At the bottom of our road just down the hill and around the corner, there is a large yellow house with a huge front porch, a yard filled with gardens and a chicken coup. This house has a sign hung on the railing of the side door entrance that says, Fresh Eggs. When the sign is facing outward, there are eggs for sale found just inside the door in the kitchen of this genial home.
I have lived here on this road for nearly ten years. I have spoken to the woman whose tender love and care has made the yellow house and yard so endearing. Yet, for some reason I had never stopped to buy the eggs. Upon moving back to the area with my family last month, a few things about New England living were must do’s, number one being, fresh eggs from the neighbor up the road...

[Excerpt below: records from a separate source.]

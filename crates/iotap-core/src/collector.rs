//! The collector façade.
//!
//! A process-wide coordinator behind the intercept layer: open/close calls
//! maintain the descriptor table, read/write calls are attributed to a
//! `(thread, path)` key and merged into the double-buffer, and a consumer
//! drains aggregated records on demand.
//!
//! Nothing here may perform I/O, and nothing raises to the caller: every
//! failure is an atomic counter bump. The teardown flag exists because the
//! runtime's own exit path calls the hooked `close` after user-level
//! teardown; once the flag is set every operation degrades to a no-op.

use std::os::unix::io::RawFd;
use std::sync::atomic::{AtomicBool, AtomicU64, Ordering};
use std::sync::Arc;

use once_cell::sync::Lazy;

use crate::config::{config, Config};
use crate::double_buffer::DoubleBuffer;
use crate::fd_table::FdTable;
use crate::sync::Merge;
use crate::{fork, tid};

#[derive(Clone, Copy, Debug, PartialEq, Eq)]
pub enum OpenCloseOp {
    Open,
    Close,
}

#[derive(Clone, Copy, Debug, PartialEq, Eq)]
pub enum RwOp {
    Read,
    Write,
}

/// Aggregation key: which thread touched which file.
///
/// A struct key, hashed field-wise. Flattening `tid` and `path` into one
/// delimited string would make the key ambiguous for paths containing the
/// delimiter; the struct form is unambiguous for every path.
#[derive(Clone, Debug, PartialEq, Eq, Hash)]
pub struct IoKey {
    pub tid: u64,
    pub path: Arc<str>,
}

/// Byte totals for one key. Addition saturates at `u64::MAX`.
#[derive(Clone, Copy, Debug, Default, PartialEq, Eq)]
pub struct ByteCounts {
    pub read_bytes: u64,
    pub write_bytes: u64,
}

impl ByteCounts {
    pub fn read(bytes: u64) -> Self {
        Self {
            read_bytes: bytes,
            write_bytes: 0,
        }
    }

    pub fn write(bytes: u64) -> Self {
        Self {
            read_bytes: 0,
            write_bytes: bytes,
        }
    }
}

impl Merge for ByteCounts {
    fn merge(&mut self, other: Self) {
        self.read_bytes = self.read_bytes.saturating_add(other.read_bytes);
        self.write_bytes = self.write_bytes.saturating_add(other.write_bytes);
    }
}

/// One drained row. Produced at drain time, never retained by the core.
#[derive(Clone, Debug, PartialEq, Eq)]
pub struct IoRecord {
    pub tid: u64,
    pub path: String,
    pub read_bytes: u64,
    pub write_bytes: u64,
}

impl IoRecord {
    pub fn total_bytes(&self) -> u64 {
        self.read_bytes.saturating_add(self.write_bytes)
    }
}

/// Health counters. Independent atomics; the only failure-reporting channel
/// the hot path is allowed.
pub struct CollectorStats {
    pub opens: AtomicU64,
    pub closes: AtomicU64,
    pub reads: AtomicU64,
    pub writes: AtomicU64,
    pub open_close_param_errors: AtomicU64,
    pub rw_param_errors: AtomicU64,
    pub overflow_drops: AtomicU64,
    pub unknown_fd_drops: AtomicU64,
}

impl CollectorStats {
    pub const fn new() -> Self {
        Self {
            opens: AtomicU64::new(0),
            closes: AtomicU64::new(0),
            reads: AtomicU64::new(0),
            writes: AtomicU64::new(0),
            open_close_param_errors: AtomicU64::new(0),
            rw_param_errors: AtomicU64::new(0),
            overflow_drops: AtomicU64::new(0),
            unknown_fd_drops: AtomicU64::new(0),
        }
    }

    fn snapshot(&self) -> StatsSnapshot {
        StatsSnapshot {
            opens: self.opens.load(Ordering::Relaxed),
            closes: self.closes.load(Ordering::Relaxed),
            reads: self.reads.load(Ordering::Relaxed),
            writes: self.writes.load(Ordering::Relaxed),
            open_close_param_errors: self.open_close_param_errors.load(Ordering::Relaxed),
            rw_param_errors: self.rw_param_errors.load(Ordering::Relaxed),
            overflow_drops: self.overflow_drops.load(Ordering::Relaxed),
            unknown_fd_drops: self.unknown_fd_drops.load(Ordering::Relaxed),
        }
    }
}

impl Default for CollectorStats {
    fn default() -> Self {
        Self::new()
    }
}

/// Point-in-time copy of the health counters. Debug probe, not a stable API.
#[derive(Clone, Copy, Debug, Default, PartialEq, Eq)]
pub struct StatsSnapshot {
    pub opens: u64,
    pub closes: u64,
    pub reads: u64,
    pub writes: u64,
    pub open_close_param_errors: u64,
    pub rw_param_errors: u64,
    pub overflow_drops: u64,
    pub unknown_fd_drops: u64,
}

pub struct IoCollector {
    pool: DoubleBuffer<IoKey, ByteCounts>,
    fd_table: FdTable,
    stats: CollectorStats,
    max_pool_entries: u64,
    destructing: AtomicBool,
}

impl IoCollector {
    pub fn new(config: &Config) -> Self {
        Self {
            pool: DoubleBuffer::with_buckets(config.bucket_count),
            fd_table: FdTable::with_buckets(config.bucket_count),
            stats: CollectorStats::new(),
            max_pool_entries: config.max_pool_entries,
            destructing: AtomicBool::new(false),
        }
    }

    /// Open/close ingest. `path` is required for open and ignored for close.
    pub fn record_open_close(&self, op: OpenCloseOp, fd: RawFd, path: Option<&str>) {
        if self.destructing.load(Ordering::Acquire) {
            return;
        }
        if fd < 0 {
            self.stats
                .open_close_param_errors
                .fetch_add(1, Ordering::Relaxed);
            return;
        }
        match op {
            OpenCloseOp::Open => {
                let Some(path) = path.filter(|p| !p.is_empty()) else {
                    self.stats
                        .open_close_param_errors
                        .fetch_add(1, Ordering::Relaxed);
                    return;
                };
                self.stats.opens.fetch_add(1, Ordering::Relaxed);
                self.fd_table.insert(fd, Arc::from(path));
            }
            OpenCloseOp::Close => {
                self.stats.closes.fetch_add(1, Ordering::Relaxed);
                if !self.fd_table.erase(fd) {
                    // A close with no matching open is a counted anomaly.
                    self.stats.unknown_fd_drops.fetch_add(1, Ordering::Relaxed);
                }
            }
        }
    }

    /// Read/write ingest. `bytes` is the count the operation reported.
    pub fn record_rw(&self, op: RwOp, fd: RawFd, bytes: u64) {
        if self.destructing.load(Ordering::Acquire) {
            return;
        }
        if fd < 0 {
            self.stats.rw_param_errors.fetch_add(1, Ordering::Relaxed);
            return;
        }
        if self.pool.len() >= self.max_pool_entries {
            self.stats.overflow_drops.fetch_add(1, Ordering::Relaxed);
            return;
        }
        let Some(path) = self.fd_table.find(fd) else {
            self.stats.unknown_fd_drops.fetch_add(1, Ordering::Relaxed);
            return;
        };
        let counts = match op {
            RwOp::Read => {
                self.stats.reads.fetch_add(1, Ordering::Relaxed);
                ByteCounts::read(bytes)
            }
            RwOp::Write => {
                self.stats.writes.fetch_add(1, Ordering::Relaxed);
                ByteCounts::write(bytes)
            }
        };
        self.pool.write(
            IoKey {
                tid: tid::current_tid(),
                path,
            },
            counts,
        );
    }

    pub fn on_open(&self, fd: RawFd, path: &str) {
        self.record_open_close(OpenCloseOp::Open, fd, Some(path));
    }

    pub fn on_close(&self, fd: RawFd) {
        self.record_open_close(OpenCloseOp::Close, fd, None);
    }

    pub fn on_read(&self, fd: RawFd, bytes: u64) {
        self.record_rw(RwOp::Read, fd, bytes);
    }

    pub fn on_write(&self, fd: RawFd, bytes: u64) {
        self.record_rw(RwOp::Write, fd, bytes);
    }

    /// Swap the aggregation buffers and return everything accumulated since
    /// the previous drain, heaviest consumers first.
    ///
    /// Single-consumer: concurrent drains are not supported.
    pub fn drain(&self) -> Vec<IoRecord> {
        if self.destructing.load(Ordering::Acquire) {
            return Vec::new();
        }
        let snapshot = self.pool.read_and_switch();
        let mut records = Vec::new();
        snapshot.for_each(|key, counts| {
            records.push(IoRecord {
                tid: key.tid,
                path: key.path.to_string(),
                read_bytes: counts.read_bytes,
                write_bytes: counts.write_bytes,
            });
        });
        records.sort_unstable_by(|a, b| b.total_bytes().cmp(&a.total_bytes()));
        // The drained side must be empty before the next swap makes it the
        // producer target again; it is quiescent, so clear it here.
        snapshot.clear();
        records
    }

    /// Flip the teardown guard: every later operation is a silent no-op.
    pub fn mark_destructing(&self) {
        self.destructing.store(true, Ordering::Release);
    }

    /// Debug probe over the health counters.
    pub fn stats(&self) -> StatsSnapshot {
        self.stats.snapshot()
    }

    // Fork protocol. Lock order must be identical on every path: the switch
    // lock, then the descriptor table's buckets, then each pool map's
    // buckets. The releases run in reverse, once in the parent and once in
    // the child.

    pub fn prefork(&self) {
        self.pool.lock_switch_exclusive();
        self.fd_table.lock_all_exclusive();
        let (a, b) = self.pool.maps();
        a.lock_all_exclusive();
        b.lock_all_exclusive();
    }

    pub fn postfork_parent(&self) {
        self.release_fork_locks();
    }

    pub fn postfork_child(&self) {
        self.release_fork_locks();
    }

    fn release_fork_locks(&self) {
        let (a, b) = self.pool.maps();
        b.unlock_all_exclusive();
        a.unlock_all_exclusive();
        self.fd_table.unlock_all_exclusive();
        self.pool.unlock_switch_exclusive();
    }
}

static COLLECTOR: Lazy<IoCollector> = Lazy::new(|| {
    let collector = IoCollector::new(config());
    tracing::debug!(
        bucket_count = config().bucket_count,
        max_pool_entries = config().max_pool_entries,
        "iotap collector initialized"
    );
    if !fork::register_process_hooks() {
        // Without fork handlers the locks are not fork-safe; the collector
        // stays disabled for the rest of the process's life.
        tracing::warn!("fork/exit handler registration failed, disabling iotap");
        collector.mark_destructing();
    }
    collector
});

/// The process-wide collector, initialized on first use.
pub fn collector() -> &'static IoCollector {
    &COLLECTOR
}

/// The collector, but only if something already initialized it. Used by the
/// fork and exit callbacks, which must never trigger initialization.
pub(crate) fn collector_if_initialized() -> Option<&'static IoCollector> {
    Lazy::get(&COLLECTOR)
}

So my girls and I have kept a close watch on the sign to see when it would be flipped informing us that there were “Fresh Eggs” to be had. This evening after dinner we walked down the road to the lovely yellow house and found that the sign was indeed facing out. My girls full of excitement skipped up the walk and we knocked and then proceeded to open the screen door. I could hear voices just out of sight and smell the familiar scent of cooking food. I thought briefly that I hoped we weren’t interrupting their dinner.
“Hello!” I called. “Knock, knock!?”
“Hello? Who’s there?”  Came a voice from the kitchen.  I stood in the entryway feeling a bit like an intruder and all at once eager and awkward about greeting the people to whom this home belonged.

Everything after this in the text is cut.